In his farewell post on David Frum's wonderful blog, Noah Kristula Green gives us a taste of what American conservatism might be if it were not tied to its current extremism. It's a great list – and note where it starts:

Why couldn't the Republicans and conservatives…

-Embrace gay marriage with the same enthusiasm as David Cameron? ("I don’t support gay marriage in spite of being a conservative. I support gay marriage becaBurkeuse I am a conservative.") 

-Have a Values Voter Summit be about all voters of faith and not merely be an Evangelical Christian convention?

-Would it really be so hard for the GOP to renounce Austrian economics and support monetary stimulus in an emergency? (As Milton Friedman would have done.)

-Could the pro-life movement change priorities from criminalizing abortion to working to find effective ways to disincentivize it?

-Can Republicans acknowledge that a Tax Credit is just as bad a subsidy?

-Can Republicans learn how to do the effective ethnic outreach needed to win minority groups in elections? If even Canadians could learn how to do this…

-And is it so hard to admit that Fox News is clearly produced with an eye towards the geriatric population and that it doesn't do a good job of speaking to Americans who are not yet 50?

At some point, the GOP will have to do all these things if it wants to survive as a national party. The reason it can't? Religious and political fundamentalism.

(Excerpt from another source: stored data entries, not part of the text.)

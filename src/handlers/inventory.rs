use std::collections::HashMap;

use axum::{
    extract::{Path, Query, State},
    http::StatusCode,
    Json,
};
use axum_extra::extract::Multipart;
use serde::Deserialize;
use tower_cookies::Cookies;

use super::{ApiError, ApiResult, AppState};
use crate::{
    middleware::current_actor,
    models::{Category, EquipmentStatus, ItemStatus, ItemView, Note, OwnerSelection},
    services::{ImageUpload, ItemLookup, ItemQuery, NewItem, StockChange},
};

#[derive(Deserialize)]
pub struct ItemFilters {
    category: Option<String>,
    status: Option<String>,
    owner: Option<String>,
}

#[derive(Deserialize)]
pub struct StockForm {
    stock: i64,
}

#[derive(Deserialize)]
pub struct RepairForm {
    issue: String,
}

#[derive(Deserialize)]
pub struct EquipmentStatusForm {
    status: String,
}

#[derive(Deserialize)]
pub struct LocationForm {
    location: String,
}

#[derive(Deserialize)]
pub struct OwnerForm {
    // "lab-stock" or absent means no individual owner
    owner: Option<String>,
}

#[derive(Deserialize)]
pub struct NoteForm {
    content: String,
}

/// Text fields and the optional `image` file of a multipart submission.
struct ItemMultipart {
    fields: HashMap<String, String>,
    image: Option<ImageUpload>,
}

impl ItemMultipart {
    fn text(&self, name: &str) -> Option<String> {
        self.fields
            .get(name)
            .map(|v| v.trim().to_string())
            .filter(|v| !v.is_empty())
    }

    fn integer(&self, name: &str) -> ApiResult<Option<i64>> {
        self.text(name)
            .map(|v| {
                v.parse::<i64>()
                    .map_err(|_| ApiError::bad_request(format!("{} must be a whole number", name)))
            })
            .transpose()
    }
}

async fn parse_item_multipart(mut multipart: Multipart) -> ApiResult<ItemMultipart> {
    let mut fields = HashMap::new();
    let mut image = None;

    while let Some(field) = multipart
        .next_field()
        .await
        .map_err(|e| ApiError::bad_request(e.to_string()))?
    {
        let name = match field.name() {
            Some(name) => name.to_string(),
            None => continue,
        };

        if name == "image" {
            let filename = field.file_name().map(|s| s.to_string());
            let data = field
                .bytes()
                .await
                .map_err(|e| ApiError::bad_request(e.to_string()))?;
            if let Some(filename) = filename {
                if !data.is_empty() {
                    image = Some(ImageUpload {
                        filename,
                        data: data.to_vec(),
                    });
                }
            }
        } else {
            let text = field
                .text()
                .await
                .map_err(|e| ApiError::bad_request(e.to_string()))?;
            fields.insert(name, text);
        }
    }
    Ok(ItemMultipart { fields, image })
}

fn parse_label<T: std::str::FromStr<Err = String>>(raw: &str) -> ApiResult<T> {
    raw.parse::<T>().map_err(ApiError::BadRequest)
}

fn by_item_id(item_id: String) -> ItemLookup {
    ItemLookup::ItemId(item_id)
}

pub async fn items_list(
    State(state): State<AppState>,
    Query(filters): Query<ItemFilters>,
) -> ApiResult<Json<Vec<ItemView>>> {
    let query = ItemQuery {
        category: filters
            .category
            .as_deref()
            .filter(|s| !s.is_empty())
            .map(parse_label::<Category>)
            .transpose()?,
        status: filters
            .status
            .as_deref()
            .filter(|s| !s.is_empty())
            .map(parse_label::<ItemStatus>)
            .transpose()?,
        owner: filters
            .owner
            .as_deref()
            .map(|o| OwnerSelection::parse(Some(o))),
    };

    let items = state.service.list_items(&query).await?;
    Ok(Json(items.into_iter().map(ItemView::from).collect()))
}

pub async fn item_detail(
    State(state): State<AppState>,
    Path(item_id): Path<String>,
) -> ApiResult<Json<ItemView>> {
    let item = state.service.get_item(&item_id).await?;
    Ok(Json(item.into()))
}

pub async fn item_by_barcode(
    State(state): State<AppState>,
    Path(barcode): Path<String>,
) -> ApiResult<Json<ItemView>> {
    let item = state.service.find_by_barcode(&barcode).await?;
    Ok(Json(item.into()))
}

pub async fn create_item(
    State(state): State<AppState>,
    cookies: Cookies,
    multipart: Multipart,
) -> ApiResult<(StatusCode, Json<ItemView>)> {
    let actor = current_actor(&cookies, &state).await;
    let form = parse_item_multipart(multipart).await?;

    let category = match form.text("category") {
        Some(raw) => Some(parse_label::<Category>(&raw)?),
        None => None,
    };
    let equipment_status = match form.text("equipment_status") {
        Some(raw) => Some(parse_label::<EquipmentStatus>(&raw)?),
        None => None,
    };

    let new = NewItem {
        name: form.text("name").unwrap_or_default(),
        location: form.text("location").unwrap_or_default(),
        category,
        barcode: form.text("barcode"),
        stock: form.integer("stock")?,
        min_stock: form.integer("min_stock")?,
        owner: OwnerSelection::parse(form.text("owner").as_deref()).into_ref(),
        equipment_status,
    };

    let item = state
        .service
        .create_item(new, form.image.as_ref(), &actor)
        .await?;
    Ok((StatusCode::CREATED, Json(item.into())))
}

async fn receive_into(
    state: &AppState,
    cookies: &Cookies,
    lookup: ItemLookup,
    multipart: Multipart,
) -> ApiResult<Json<StockChange>> {
    let actor = current_actor(cookies, state).await;
    let form = parse_item_multipart(multipart).await?;
    let quantity = form
        .integer("quantity")?
        .ok_or_else(|| ApiError::bad_request("quantity is required"))?;

    let change = state
        .service
        .receive(&lookup, quantity, form.image.as_ref(), &actor)
        .await?;
    Ok(Json(change))
}

pub async fn receive_item(
    State(state): State<AppState>,
    cookies: Cookies,
    Path(item_id): Path<String>,
    multipart: Multipart,
) -> ApiResult<Json<StockChange>> {
    receive_into(&state, &cookies, by_item_id(item_id), multipart).await
}

pub async fn receive_barcode(
    State(state): State<AppState>,
    cookies: Cookies,
    Path(barcode): Path<String>,
    multipart: Multipart,
) -> ApiResult<Json<StockChange>> {
    receive_into(&state, &cookies, ItemLookup::Barcode(barcode), multipart).await
}

pub async fn update_stock(
    State(state): State<AppState>,
    cookies: Cookies,
    Path(item_id): Path<String>,
    Json(form): Json<StockForm>,
) -> ApiResult<Json<StockChange>> {
    let actor = current_actor(&cookies, &state).await;
    let change = state
        .service
        .update_stock(&by_item_id(item_id), form.stock, &actor)
        .await?;
    Ok(Json(change))
}

pub async fn request_reorder(
    State(state): State<AppState>,
    cookies: Cookies,
    Path(item_id): Path<String>,
) -> ApiResult<Json<ItemView>> {
    let actor = current_actor(&cookies, &state).await;
    let item = state
        .service
        .request_reorder(&by_item_id(item_id), &actor)
        .await?;
    Ok(Json(item.into()))
}

pub async fn request_repair(
    State(state): State<AppState>,
    cookies: Cookies,
    Path(item_id): Path<String>,
    Json(form): Json<RepairForm>,
) -> ApiResult<Json<ItemView>> {
    let actor = current_actor(&cookies, &state).await;
    let item = state
        .service
        .request_repair(&by_item_id(item_id), &form.issue, &actor)
        .await?;
    Ok(Json(item.into()))
}

pub async fn approve(
    State(state): State<AppState>,
    cookies: Cookies,
    Path(item_id): Path<String>,
) -> ApiResult<Json<ItemView>> {
    let actor = current_actor(&cookies, &state).await;
    let item = state.service.approve(&by_item_id(item_id), &actor).await?;
    Ok(Json(item.into()))
}

pub async fn set_equipment_status(
    State(state): State<AppState>,
    cookies: Cookies,
    Path(item_id): Path<String>,
    Json(form): Json<EquipmentStatusForm>,
) -> ApiResult<Json<ItemView>> {
    let actor = current_actor(&cookies, &state).await;
    let status = parse_label::<EquipmentStatus>(&form.status)?;
    let item = state
        .service
        .set_equipment_status(&by_item_id(item_id), status, &actor)
        .await?;
    Ok(Json(item.into()))
}

pub async fn update_location(
    State(state): State<AppState>,
    cookies: Cookies,
    Path(item_id): Path<String>,
    Json(form): Json<LocationForm>,
) -> ApiResult<Json<ItemView>> {
    let actor = current_actor(&cookies, &state).await;
    let item = state
        .service
        .update_location(&by_item_id(item_id), &form.location, &actor)
        .await?;
    Ok(Json(item.into()))
}

pub async fn update_owner(
    State(state): State<AppState>,
    cookies: Cookies,
    Path(item_id): Path<String>,
    Json(form): Json<OwnerForm>,
) -> ApiResult<Json<ItemView>> {
    let actor = current_actor(&cookies, &state).await;
    let owner = OwnerSelection::parse(form.owner.as_deref());
    let item = state
        .service
        .update_owner(&by_item_id(item_id), owner, &actor)
        .await?;
    Ok(Json(item.into()))
}

pub async fn add_note(
    State(state): State<AppState>,
    cookies: Cookies,
    Path(item_id): Path<String>,
    Json(form): Json<NoteForm>,
) -> ApiResult<(StatusCode, Json<Note>)> {
    let actor = current_actor(&cookies, &state).await;
    let note = state
        .service
        .add_note(&by_item_id(item_id), &form.content, &actor)
        .await?;
    Ok((StatusCode::CREATED, Json(note)))
}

I remain of the view that the core conservative problem in America is that conservatives have become their own nemesis: ideological rather than pragmatic, pursuers of the perfect as opposed to the good, deeply uncomfortable with the modern world, and more at ease with the politics of resentment and radicalism than the politics of inclusion and moderation.

The good news is that Romney's embrace of Ryan means that a defeat this November, if it happens, will not be able to be coherently blamed on Romney's being a squish. He is putting the most radical agenda of any party in the West on the table. That may either heighten this country's cultural contradictions and economic decline and lead to a wider global religious war (my fear in a supply-side, Christianist presidency allied with Israel against the entire Muslim world). Or it may help speed the recovery of the conservative mind and temperament. Which is why every sane conservative should vote for Obama this November. It's the GOP's only medium-term hope.